Today, I find myself voting in a way that I thought I never would. I will vote in favour of moving the Bill to the next stage of the legislative process. That has been a difficult journey for me. I have arrived here by looking at the evidence, reflecting on my own lived experience and listening to the many, many constituents who have written to me in support of the Bill, sharing their compelling and tragic stories of death—death which did not come with dignity or respect.

In reflecting on my own life, one moment from my childhood stood out. When I was six years old, I had major surgery on my hips. I was in body plaster from my chest to my ankles, and in so much pain and requiring so much morphine that my skin began to itch. I remember vividly laying in a hospital bed in Sheffield Children’s hospital and saying to my parents, “I want to die. Please let me die.” I needed to escape from the body I was inhabiting. That moment has come back to me all these years later. That moment made it clear to me that if the Bill was about intolerable suffering, I would not vote for it.

I have subsequently had a good life, a fulfilling life, a life where I have worked towards ensuring disabled people are valued by our society. But that moment also gave me a glimpse of how I would want to live my death: just as I have lived my life, empowered by choices available to me; living that death with dignity and respect, and having the comfort of knowing that I might have control over that very difficult time. For so often, control is taken away from disabled people in all sorts of circumstances.

In order to ensure that there is compassionate choice at the end of life, it is right that the Bill is tightly drawn around the final stage of terminal illness for adults and includes the strongest safeguards. The choice of assisted dying as one option for adults when facing six months’ terminal illness must be set alongside the choice of receiving the best possible palliative and end of life care, or it is no choice at all.

Having analysed the Bill closely, therefore, there are changes I would want to see in Committee to strengthen those options and ensure the way that choice is presented by medical practitioners is always in the round. People deserve dignity in death, and for those who do not choose to end their lives in this way, they and their loved ones should feel reassured and safe in the knowledge they will receive the very best of care. I would also want to ensure that the final stages of the Bill properly define “dishonesty”, “coercion” and “pressure”. I think it is necessary to embed mandatory language in the Bill around the need for a code of practice on palliative care, as well as improving the regulations on training for medical practitioners.

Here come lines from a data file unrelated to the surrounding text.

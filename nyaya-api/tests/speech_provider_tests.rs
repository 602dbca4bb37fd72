//! HTTP speech providers against a fake engine on an ephemeral port

use axum::{
    extract::{Multipart, State},
    http::{header, StatusCode},
    response::IntoResponse,
    routing::post,
    Json, Router,
};
use nyaya_api::speech::{
    AudioClip, HttpTtsProvider, SpeechError, SpeechServices, SpeechToText, TextToSpeech,
    WhisperHttpProvider,
};
use nyaya_common::config::SpeechConfig;
use nyaya_common::models::{Language, TtsRequest};
use serde_json::json;
use std::sync::{Arc, Mutex};
use std::time::Duration;

const TIMEOUT: Duration = Duration::from_secs(5);

/// What the fake engine saw in the last transcription upload
#[derive(Debug, Default, Clone)]
struct Received {
    file_name: Option<String>,
    content_type: Option<String>,
    bytes: Vec<u8>,
    response_format: Option<String>,
    fields: Vec<String>,
}

type Shared = Arc<Mutex<Received>>;

async fn inference(State(seen): State<Shared>, mut multipart: Multipart) -> impl IntoResponse {
    let mut received = Received::default();
    while let Some(field) = multipart.next_field().await.unwrap() {
        let name = field.name().unwrap_or_default().to_string();
        received.fields.push(name.clone());
        match name.as_str() {
            "file" => {
                received.file_name = field.file_name().map(str::to_string);
                received.content_type = field.content_type().map(str::to_string);
                received.bytes = field.bytes().await.unwrap().to_vec();
            }
            "response_format" => received.response_format = Some(field.text().await.unwrap()),
            _ => {}
        }
    }
    *seen.lock().unwrap() = received;
    Json(json!({"text": "  my landlord kept the deposit \n"}))
}

async fn tts(Json(request): Json<TtsRequest>) -> impl IntoResponse {
    (
        [(header::CONTENT_TYPE, "audio/mpeg")],
        format!("{}|{}", request.language, request.text),
    )
}

/// Spawn the fake engine and return its base URL
async fn spawn_engine() -> (String, Shared) {
    let seen = Shared::default();
    let app = Router::new()
        .route("/inference", post(inference))
        .route(
            "/inference-down",
            post(|| async { (StatusCode::INTERNAL_SERVER_ERROR, "model not loaded") }),
        )
        .route("/inference-garbled", post(|| async { "not json" }))
        .route("/tts", post(tts))
        .route(
            "/tts-untyped",
            post(|| async { ([(header::CONTENT_TYPE, "text/plain")], "RIFF....") }),
        )
        .route(
            "/tts-empty",
            post(|| async { ([(header::CONTENT_TYPE, "audio/wav")], "") }),
        )
        .route(
            "/tts-busy",
            post(|| async { (StatusCode::SERVICE_UNAVAILABLE, "queue full") }),
        )
        .with_state(seen.clone());

    let listener = tokio::net::TcpListener::bind("127.0.0.1:0").await.unwrap();
    let addr = listener.local_addr().unwrap();
    tokio::spawn(async move {
        axum::serve(listener, app).await.unwrap();
    });

    (format!("http://{}", addr), seen)
}

fn clip() -> AudioClip {
    AudioClip::new(b"RIFFclip".to_vec(), "audio/wav", "question.wav")
}

#[tokio::test]
async fn test_whisper_sends_file_and_trims_text() {
    let (base, seen) = spawn_engine().await;
    let stt = WhisperHttpProvider::new(format!("{}/inference", base), TIMEOUT).unwrap();

    let text = stt.transcribe(clip()).await.unwrap();
    assert_eq!(text, "my landlord kept the deposit");

    let received = seen.lock().unwrap().clone();
    assert_eq!(received.fields, vec!["file", "response_format"]);
    assert_eq!(received.file_name.as_deref(), Some("question.wav"));
    assert_eq!(received.content_type.as_deref(), Some("audio/wav"));
    assert_eq!(received.bytes, b"RIFFclip");
    assert_eq!(received.response_format.as_deref(), Some("json"));
}

#[tokio::test]
async fn test_whisper_error_status_is_provider_error() {
    let (base, _) = spawn_engine().await;
    let stt = WhisperHttpProvider::new(format!("{}/inference-down", base), TIMEOUT).unwrap();

    match stt.transcribe(clip()).await {
        Err(SpeechError::Provider { status, message }) => {
            assert_eq!(status, 500);
            assert_eq!(message, "model not loaded");
        }
        other => panic!("expected provider error, got {:?}", other),
    }
}

#[tokio::test]
async fn test_whisper_unparsable_reply() {
    let (base, _) = spawn_engine().await;
    let stt = WhisperHttpProvider::new(format!("{}/inference-garbled", base), TIMEOUT).unwrap();

    assert!(matches!(
        stt.transcribe(clip()).await,
        Err(SpeechError::InvalidResponse(_))
    ));
}

#[tokio::test]
async fn test_whisper_unreachable_is_network_error() {
    let stt = WhisperHttpProvider::new("http://127.0.0.1:9/inference", TIMEOUT).unwrap();
    assert!(matches!(
        stt.transcribe(clip()).await,
        Err(SpeechError::Network(_))
    ));
}

#[tokio::test]
async fn test_tts_keeps_engine_content_type() {
    let (base, _) = spawn_engine().await;
    let tts = HttpTtsProvider::new(format!("{}/tts", base), TIMEOUT).unwrap();

    let audio = tts
        .synthesize("File an FIR at the nearest station", Language::Hi)
        .await
        .unwrap();
    assert_eq!(audio.content_type, "audio/mpeg");
    assert_eq!(audio.filename, "speech.mp3");
    assert_eq!(audio.bytes, b"hi|File an FIR at the nearest station");
}

#[tokio::test]
async fn test_tts_non_audio_type_falls_back_to_wav() {
    let (base, _) = spawn_engine().await;
    let tts = HttpTtsProvider::new(format!("{}/tts-untyped", base), TIMEOUT).unwrap();

    let audio = tts.synthesize("hello", Language::En).await.unwrap();
    assert_eq!(audio.content_type, "audio/wav");
    assert_eq!(audio.filename, "speech.wav");
}

#[tokio::test]
async fn test_tts_empty_body_is_invalid() {
    let (base, _) = spawn_engine().await;
    let tts = HttpTtsProvider::new(format!("{}/tts-empty", base), TIMEOUT).unwrap();

    assert!(matches!(
        tts.synthesize("hello", Language::En).await,
        Err(SpeechError::InvalidResponse(_))
    ));
}

#[tokio::test]
async fn test_tts_error_status_is_provider_error() {
    let (base, _) = spawn_engine().await;
    let tts = HttpTtsProvider::new(format!("{}/tts-busy", base), TIMEOUT).unwrap();

    match tts.synthesize("hello", Language::En).await {
        Err(SpeechError::Provider { status, message }) => {
            assert_eq!(status, 503);
            assert_eq!(message, "queue full");
        }
        other => panic!("expected provider error, got {:?}", other),
    }
}

#[tokio::test]
async fn test_services_from_config() {
    let (base, _) = spawn_engine().await;

    let configured = SpeechServices::from_config(&SpeechConfig {
        stt_url: Some(format!("{}/inference", base)),
        tts_url: Some(format!("{}/tts", base)),
        timeout_secs: 5,
    })
    .unwrap();
    assert_eq!(configured.stt.name(), "whisper-http");
    assert_eq!(configured.tts.name(), "http-tts");
    assert_eq!(
        configured.stt.transcribe(clip()).await.unwrap(),
        "my landlord kept the deposit"
    );

    let disabled = SpeechServices::from_config(&SpeechConfig::default()).unwrap();
    assert_eq!(disabled.stt.name(), "disabled");
    assert!(matches!(
        disabled.tts.synthesize("hello", Language::En).await,
        Err(SpeechError::NotConfigured(_))
    ));
}
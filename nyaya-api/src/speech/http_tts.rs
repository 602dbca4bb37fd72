//! HTTP text-to-speech
//!
//! Posts `{"text", "language"}` as JSON and returns the response body as
//! audio, keeping the engine's content type.

use super::{AudioClip, SpeechError, TextToSpeech};
use async_trait::async_trait;
use nyaya_common::models::{Language, TtsRequest};
use reqwest::header::CONTENT_TYPE;
use reqwest::Client;
use std::time::Duration;
use tracing::debug;

pub struct HttpTtsProvider {
    http_client: Client,
    endpoint: String,
}

impl HttpTtsProvider {
    pub fn new(endpoint: impl Into<String>, timeout: Duration) -> Result<Self, SpeechError> {
        let http_client = Client::builder().timeout(timeout).build()?;
        Ok(Self {
            http_client,
            endpoint: endpoint.into(),
        })
    }
}

#[async_trait]
impl TextToSpeech for HttpTtsProvider {
    async fn synthesize(&self, text: &str, language: Language) -> Result<AudioClip, SpeechError> {
        debug!("Synthesizing {} characters ({}) via {}", text.chars().count(), language, self.endpoint);

        let request = TtsRequest {
            text: text.to_string(),
            language,
        };
        let response = self
            .http_client
            .post(&self.endpoint)
            .json(&request)
            .send()
            .await?;

        let status = response.status();
        if !status.is_success() {
            let message = response.text().await.unwrap_or_default();
            return Err(SpeechError::Provider {
                status: status.as_u16(),
                message,
            });
        }

        let content_type = response
            .headers()
            .get(CONTENT_TYPE)
            .and_then(|v| v.to_str().ok())
            .filter(|v| v.starts_with("audio/"))
            .unwrap_or("audio/wav")
            .to_string();

        let bytes = response.bytes().await?.to_vec();
        if bytes.is_empty() {
            return Err(SpeechError::InvalidResponse("empty audio body".to_string()));
        }

        Ok(AudioClip::speech(bytes, content_type))
    }

    fn name(&self) -> &'static str {
        "http-tts"
    }
}
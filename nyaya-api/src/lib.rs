//! nyaya-api library - REST backend for the legal-aid assistant
//!
//! Serves query guidance, voice queries, text-to-speech, FIR/RTI document
//! generation and the student/case administration endpoints.

pub mod api;
pub mod error;
pub mod extract;
pub mod legal;
pub mod speech;

pub use crate::error::{ApiError, ApiResult};

use axum::extract::DefaultBodyLimit;
use axum::http::HeaderValue;
use axum::Router;
use chrono::{DateTime, Utc};
use nyaya_common::config::{ServerConfig, DEFAULT_MAX_UPLOAD_BYTES};
use speech::SpeechServices;
use sqlx::SqlitePool;
use tower_http::cors::{AllowOrigin, Any, CorsLayer};
use tower_http::trace::TraceLayer;
use tracing::warn;

/// HTTP-level settings applied when the router is built
#[derive(Debug, Clone)]
pub struct HttpSettings {
    pub cors_origins: Vec<String>,
    pub max_upload_bytes: usize,
}

impl Default for HttpSettings {
    fn default() -> Self {
        Self {
            cors_origins: vec!["*".to_string()],
            max_upload_bytes: DEFAULT_MAX_UPLOAD_BYTES,
        }
    }
}

impl From<&ServerConfig> for HttpSettings {
    fn from(config: &ServerConfig) -> Self {
        Self {
            cors_origins: config.cors_origins.clone(),
            max_upload_bytes: config.max_upload_bytes,
        }
    }
}

/// Application state shared across HTTP handlers
#[derive(Clone)]
pub struct AppState {
    /// Database connection pool
    pub db: SqlitePool,
    /// Speech-to-text and text-to-speech providers
    pub speech: SpeechServices,
    pub settings: HttpSettings,
    /// Service startup timestamp
    pub startup_time: DateTime<Utc>,
}

impl AppState {
    pub fn new(db: SqlitePool, speech: SpeechServices) -> Self {
        Self {
            db,
            speech,
            settings: HttpSettings::default(),
            startup_time: Utc::now(),
        }
    }

    pub fn with_settings(mut self, settings: HttpSettings) -> Self {
        self.settings = settings;
        self
    }
}

fn cors_layer(origins: &[String]) -> CorsLayer {
    if origins.is_empty() || origins.iter().any(|o| o == "*") {
        return CorsLayer::new()
            .allow_origin(Any)
            .allow_methods(Any)
            .allow_headers(Any);
    }

    let allowed: Vec<HeaderValue> = origins
        .iter()
        .filter_map(|origin| match HeaderValue::from_str(origin) {
            Ok(value) => Some(value),
            Err(_) => {
                warn!("Ignoring invalid CORS origin: {}", origin);
                None
            }
        })
        .collect();

    CorsLayer::new()
        .allow_origin(AllowOrigin::list(allowed))
        .allow_methods(Any)
        .allow_headers(Any)
}

/// Build application router
pub fn build_router(state: AppState) -> Router {
    let cors = cors_layer(&state.settings.cors_origins);
    let body_limit = DefaultBodyLimit::max(state.settings.max_upload_bytes);

    Router::new()
        .merge(api::root_routes())
        .merge(api::health_routes())
        .nest("/api", api::api_routes())
        .with_state(state)
        .layer(body_limit)
        .layer(cors)
        .layer(TraceLayer::new_for_http())
}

I trust my hon. Friend the Member for Spen Valley (Kim Leadbeater) to champion those amendments and to continue to diligently listen to Members, as she has throughout this process.

However people vote today in this House—a decision of conscience—it is incumbent on all of us to commit to improve palliative, end of life and adult social care. It must be the start of the work that we do in this place to ensure the very highest standards in these areas. That will be a very great legacy indeed: giving people the dignity they need in the moment of death. For many of us across the Chamber, considering these issues has been extremely hard and upsetting. We have had to go to the very depths of our selves to understand what choice we will make today. While we may enter different voting Lobbies, we leave this Chamber shoulder to shoulder. I know we will all work in our own ways to make systemic change to improve the lives of our constituents, and people up and down this country.